The project directory is structured as follows:

                    starter
                    |  
                    |_ bin
                    |  |_demo.mp4
                    |  |_pipeline.png
                    |      
                    |_ README.md    
                    |   
                    |_ requirements.txt   
                    |    
                    |_src
                       |_ main.py
                       |_ input_feeder.py
                       |_ mouse_controller.py
                       |_ face_detection.py
                       |_ head_pose_estimation.py
                       |_ facial_landmarks_detection.py
                       |_ gaze_estimation.py

To setup the project follow steps in project root directory:

Install virtualenv

      pip install virtualenv

Create a virutal environment

      virtualenv -p python3 env

Activate the created virtual environment

      source env/bin/activate

Install packages listed in requirements.txt

      pip3 install -r requirements.txt

Models:

Face Detection Model

Or You can run these command:-

python /opt/intel/openvino/deployment_tools/tools/model_downloader/downloader.py --name "face-detection-adas-binary-0001"
Facial Landmarks Detection Model

Or You can run these command:-

python /opt/intel/openvino/deployment_tools/tools/model_downloader/downloader.py --name "landmarks-regression-retail-0009"
Head Pose Estimation Model

Or You can run these command:-

python /opt/intel/openvino/deployment_tools/tools/model_downloader/downloader.py --name "head-pose-estimation-adas-0001"
Gaze Estimation Model

Or You can run these command:-

python /opt/intel/openvino/deployment_tools/tools/model_downloader/downloader.py --name "gaze-estimation-adas-0002"

Demo

Open a new terminal and run the following commands:-
cd C:\Program Files (x86)\IntelSWTools\openvino\bin\
setupvars.bat

With these commands your path is intialized,Now change directory to source directory of cloned project.

cd /src
Run the main.py file
python main.py -fd models\Face_detection\face-detection-adas-binary-0001.xml -fl models\Landmarks_detection\FP32\landmarks-regression-retail-0009.xml -hp models\Head_Pose\FP32\head-pose-estimation-adas-0001.xml -ge models\Gaze_Estimation\FP32\gaze-estimation-adas-0002.xml -i bin\demo.mp4 -l opt/intel/openvino/deployment_tools/inference_engine/lib/intel64/libinference_engined.dylib -d CPU -pt 0.6

For GPU

python main.py -fd 'Path of xml file of face detection model' -fl 'Path of xml file of facial landmarks detection model' -hp 'Path of xml file of head pose estimation model' -ge 'Path of xml file of gaze estimation model' -i 'Path of input video file or enter cam for taking input video from webcam' -d 'GPU'

For FPGA

python main.py -fd 'Path of xml file of face detection model' -fl 'Path of xml file of facial landmarks detection model' -hp 'Path of xml file of head pose estimation model' -ge 'Path of xml file of gaze estimation model' -i 'Path of input video file or enter cam for taking input video from webcam' -d 'HETERO:FPGA,CPU'

Command Line Arguments Used:

Following are the command line arguments that can be used for running main.py file.

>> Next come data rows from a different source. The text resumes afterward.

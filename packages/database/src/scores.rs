//! The `zone_safety_scores` table.
//!
//! One row per `(zone_code, calculation_date)`. Runs upsert their rows, so
//! the latest writer wins and earlier dates are never touched.

use chrono::NaiveDate;
use duckdb::{Connection, Row};
use uuid::Uuid;
use zone_safety_metrics_models::{RiskTier, TrendDirection, ZoneSafetyScore};
use zone_safety_zone_models::ZoneKind;

use crate::DbError;
use crate::convert::{format_date, parse_date, parse_enum, to_u32};

const COLUMNS: &str = "zone_code, calculation_date::TEXT, zone_name, zone_kind, safety_score,
    risk_tier, thefts_7d, thefts_30d, thefts_90d, incident_density, lane_coverage_km,
    lane_density, parking_spots, parking_density, trend_direction, trend_percentage,
    recommendations, job_id";

/// Raw column values of one score row.
struct ScoreRow {
    zone_code: String,
    calculation_date: String,
    zone_name: String,
    zone_kind: String,
    safety_score: f64,
    risk_tier: String,
    thefts_7d: i64,
    thefts_30d: i64,
    thefts_90d: i64,
    incident_density: f64,
    lane_coverage_km: f64,
    lane_density: f64,
    parking_spots: i64,
    parking_density: f64,
    trend_direction: String,
    trend_percentage: f64,
    recommendations: String,
    job_id: Option<String>,
}

impl ScoreRow {
    fn read(row: &Row<'_>) -> duckdb::Result<Self> {
        Ok(Self {
            zone_code: row.get(0)?,
            calculation_date: row.get(1)?,
            zone_name: row.get(2)?,
            zone_kind: row.get(3)?,
            safety_score: row.get(4)?,
            risk_tier: row.get(5)?,
            thefts_7d: row.get(6)?,
            thefts_30d: row.get(7)?,
            thefts_90d: row.get(8)?,
            incident_density: row.get(9)?,
            lane_coverage_km: row.get(10)?,
            lane_density: row.get(11)?,
            parking_spots: row.get(12)?,
            parking_density: row.get(13)?,
            trend_direction: row.get(14)?,
            trend_percentage: row.get(15)?,
            recommendations: row.get(16)?,
            job_id: row.get(17)?,
        })
    }
}

impl TryFrom<ScoreRow> for ZoneSafetyScore {
    type Error = DbError;

    fn try_from(row: ScoreRow) -> Result<Self, Self::Error> {
        let job_id = row
            .job_id
            .as_deref()
            .map(Uuid::parse_str)
            .transpose()
            .map_err(|e| DbError::Conversion {
                message: format!("invalid job id: {e}"),
            })?;

        Ok(Self {
            calculation_date: parse_date(&row.calculation_date)?,
            zone_kind: parse_enum::<ZoneKind>("zone_kind", &row.zone_kind)?,
            risk_tier: parse_enum::<RiskTier>("risk_tier", &row.risk_tier)?,
            thefts_7d: to_u32("thefts_7d", row.thefts_7d)?,
            thefts_30d: to_u32("thefts_30d", row.thefts_30d)?,
            thefts_90d: to_u32("thefts_90d", row.thefts_90d)?,
            parking_spots: to_u32("parking_spots", row.parking_spots)?,
            trend_direction: parse_enum::<TrendDirection>(
                "trend_direction",
                &row.trend_direction,
            )?,
            recommendations: serde_json::from_str(&row.recommendations)?,
            zone_code: row.zone_code,
            zone_name: row.zone_name,
            safety_score: row.safety_score,
            incident_density: row.incident_density,
            lane_coverage_km: row.lane_coverage_km,
            lane_density: row.lane_density,
            parking_density: row.parking_density,
            trend_percentage: row.trend_percentage,
            job_id,
        })
    }
}

fn query(
    conn: &Connection,
    filter: &str,
    params: &[&dyn duckdb::ToSql],
) -> Result<Vec<ZoneSafetyScore>, DbError> {
    let sql = format!("SELECT {COLUMNS} FROM zone_safety_scores {filter}");
    let mut stmt = conn.prepare(&sql)?;
    let rows = stmt.query_map(params, ScoreRow::read)?;

    let mut scores = Vec::new();
    for row in rows {
        scores.push(ZoneSafetyScore::try_from(row?)?);
    }
    Ok(scores)
}

/// Inserts or replaces the row for `(zone_code, calculation_date)`.
///
/// # Errors
///
/// Returns [`DbError`] if encoding or the upsert fails.
pub fn upsert(conn: &Connection, score: &ZoneSafetyScore) -> Result<(), DbError> {
    let recommendations = serde_json::to_string(&score.recommendations)?;
    let job_id = score.job_id.map(|id| id.to_string());

    conn.execute(
        "INSERT INTO zone_safety_scores (
            zone_code, calculation_date, zone_name, zone_kind, safety_score,
            risk_tier, thefts_7d, thefts_30d, thefts_90d, incident_density,
            lane_coverage_km, lane_density, parking_spots, parking_density,
            trend_direction, trend_percentage, recommendations, job_id
        ) VALUES (?, CAST(? AS DATE), ?, ?, ?, ?, ?, ?, ?, ?, ?, ?, ?, ?, ?, ?, ?, ?)
        ON CONFLICT (zone_code, calculation_date) DO UPDATE SET
            zone_name = EXCLUDED.zone_name,
            zone_kind = EXCLUDED.zone_kind,
            safety_score = EXCLUDED.safety_score,
            risk_tier = EXCLUDED.risk_tier,
            thefts_7d = EXCLUDED.thefts_7d,
            thefts_30d = EXCLUDED.thefts_30d,
            thefts_90d = EXCLUDED.thefts_90d,
            incident_density = EXCLUDED.incident_density,
            lane_coverage_km = EXCLUDED.lane_coverage_km,
            lane_density = EXCLUDED.lane_density,
            parking_spots = EXCLUDED.parking_spots,
            parking_density = EXCLUDED.parking_density,
            trend_direction = EXCLUDED.trend_direction,
            trend_percentage = EXCLUDED.trend_percentage,
            recommendations = EXCLUDED.recommendations,
            job_id = EXCLUDED.job_id",
        duckdb::params![
            score.zone_code,
            format_date(score.calculation_date),
            score.zone_name,
            score.zone_kind.as_ref(),
            score.safety_score,
            score.risk_tier.as_ref(),
            i64::from(score.thefts_7d),
            i64::from(score.thefts_30d),
            i64::from(score.thefts_90d),
            score.incident_density,
            score.lane_coverage_km,
            score.lane_density,
            i64::from(score.parking_spots),
            score.parking_density,
            score.trend_direction.as_ref(),
            score.trend_percentage,
            recommendations,
            job_id,
        ],
    )?;

    Ok(())
}

/// Returns the row for one zone and date.
///
/// # Errors
///
/// Returns [`DbError`] if the query fails or the row is unreadable.
pub fn get(
    conn: &Connection,
    zone_code: &str,
    date: NaiveDate,
) -> Result<Option<ZoneSafetyScore>, DbError> {
    let date = format_date(date);
    Ok(query(
        conn,
        "WHERE zone_code = ? AND calculation_date = CAST(? AS DATE)",
        duckdb::params![zone_code, date],
    )?
    .into_iter()
    .next())
}

/// Returns the most recent row for one zone.
///
/// # Errors
///
/// Returns [`DbError`] if the query fails or the row is unreadable.
pub fn latest(conn: &Connection, zone_code: &str) -> Result<Option<ZoneSafetyScore>, DbError> {
    Ok(query(
        conn,
        "WHERE zone_code = ? ORDER BY calculation_date DESC LIMIT 1",
        duckdb::params![zone_code],
    )?
    .into_iter()
    .next())
}

/// Returns every zone's row for one date, ordered by zone code.
///
/// # Errors
///
/// Returns [`DbError`] if the query fails or a row is unreadable.
pub fn for_date(conn: &Connection, date: NaiveDate) -> Result<Vec<ZoneSafetyScore>, DbError> {
    let date = format_date(date);
    query(
        conn,
        "WHERE calculation_date = CAST(? AS DATE) ORDER BY zone_code",
        duckdb::params![date],
    )
}

/// Returns one zone's rows on or after `since`, oldest first.
///
/// # Errors
///
/// Returns [`DbError`] if the query fails or a row is unreadable.
pub fn history(
    conn: &Connection,
    zone_code: &str,
    since: NaiveDate,
) -> Result<Vec<ZoneSafetyScore>, DbError> {
    let since = format_date(since);
    query(
        conn,
        "WHERE zone_code = ? AND calculation_date >= CAST(? AS DATE)
         ORDER BY calculation_date",
        duckdb::params![zone_code, since],
    )
}

/// Returns every zone's rows on or after `since`, grouped by zone and
/// oldest first within each zone.
///
/// # Errors
///
/// Returns [`DbError`] if the query fails or a row is unreadable.
pub fn since(conn: &Connection, since: NaiveDate) -> Result<Vec<ZoneSafetyScore>, DbError> {
    let since = format_date(since);
    query(
        conn,
        "WHERE calculation_date >= CAST(? AS DATE) ORDER BY zone_code, calculation_date",
        duckdb::params![since],
    )
}

/// Returns the newest calculation date with any rows.
///
/// # Errors
///
/// Returns [`DbError`] if the query fails.
pub fn latest_date(conn: &Connection) -> Result<Option<NaiveDate>, DbError> {
    let mut stmt = conn.prepare("SELECT MAX(calculation_date)::TEXT FROM zone_safety_scores")?;
    let result: Option<String> = stmt.query_row([], |row| row.get(0))?;
    result.as_deref().map(parse_date).transpose()
}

-fd (required) : Specify the path of Face Detection model's xml file
-fl (required) : Path to .xml file of Facial Landmark Detection model
-hp (required) : Path to .xml file of Head Pose Estimation model
-ge (required) : Path to .xml file of Gaze Estimation model.
-i (required) : Specify the path of input video file or enter cam for taking input video from webcam
-d (optional) : Specify the target device to infer on,"CPU, GPU, FPGA or MYRIAD is acceptable. Looks for a suitable plugin for device specified "(CPU by default)".
-l (optional) : Specify the absolute path of cpu extension if some layers of models are not supported on the device.
-pt (optional): Probability threshold for model to detect the face accurately from the video frame.

Documentation

Code base is moduler with each module having seperate concerns:

face_detection.py: Class for utilizing Face Detection model to extract box coordinates of face of the person in frame. These coordinates are used to crop face from frame.
facial_landmarks_detection.py: Class for utilizing Facial Landmarks Detection model to get the facial landmarks coordinates from face. However, for the app only required eye landmarks are returned which are later used to extract left and right eye.
head_pose_estimaion.py: Class for utilizing Head Pose Estimation model to extract, from face, the head pose angles- yaw, pitch and roll as list with indices in order respectively. These angles are later required in pipeline.
gaze_estimation.py: Class for utilizing Gaze Estimation model which given left and right eye images as well as head pose angles, yields the gaze vectors. Gaze vectors define direction of person's gaze.
input_feeder.py: Convenient class for reading and feeding frames from input media.
mouse_controller.py: Convenient class for controlling mouse pointer.
main.py: Script, which is the starting point for the app.
download_models.sh: Bash script to download all required models from model zoo automatically.

Pipeline:

Benchmarks

Benchmark was done on CPU with inputs from demo.mp4 file present in media directory. Following tables show the benchmark stats for models used in the app:

Face Detection Model

	Load Time(ms)	Total Infernce Time(ms)	FPS(frames/s)
FP16	225	9276	0.64
FP16-INT8	454	8042	0.74
FP32	229	11060	0.54

Facial Landmarks Detection Model

	Load Time(ms)	Total Infernce Time(ms)	FPS(frames/s)
FP16	55	309	1.9
FP16-INT8	100	295	2.1
FP32	56	358	1.60

Head Pose Estimation Model

	Load Time(ms)	Total Infernce Time(ms)	FPS(frames/s)
FP16	74	740	8.04
FP16-INT8	217	545	10.91
FP32	64	833	7.15

Gaze Estimation Model

	Load Time(ms)	Total Infernce Time (ms)	FPS(frames/s)
FP16	90	851	6.98
FP16-INT8	283	592	10.05
FP32	83	988	6.02

Results

I have ran mine models on different hardwares with different precisions: For running on CPU,I tried different combinations with different precisions like INT8,FP16,FP32. I have tried to reduce precision Value but precision also reduces accuracy.
So when you use lower precision model then you can get lower accuracy than higher precision model.
General trend for the benchmarks of all models hints that models of pricision FP16-INT8 has fastest inference timings. And FP32 is slowest (though, fastest model loading times) in inference. FP16 stands intermediate between these two precisions in stats.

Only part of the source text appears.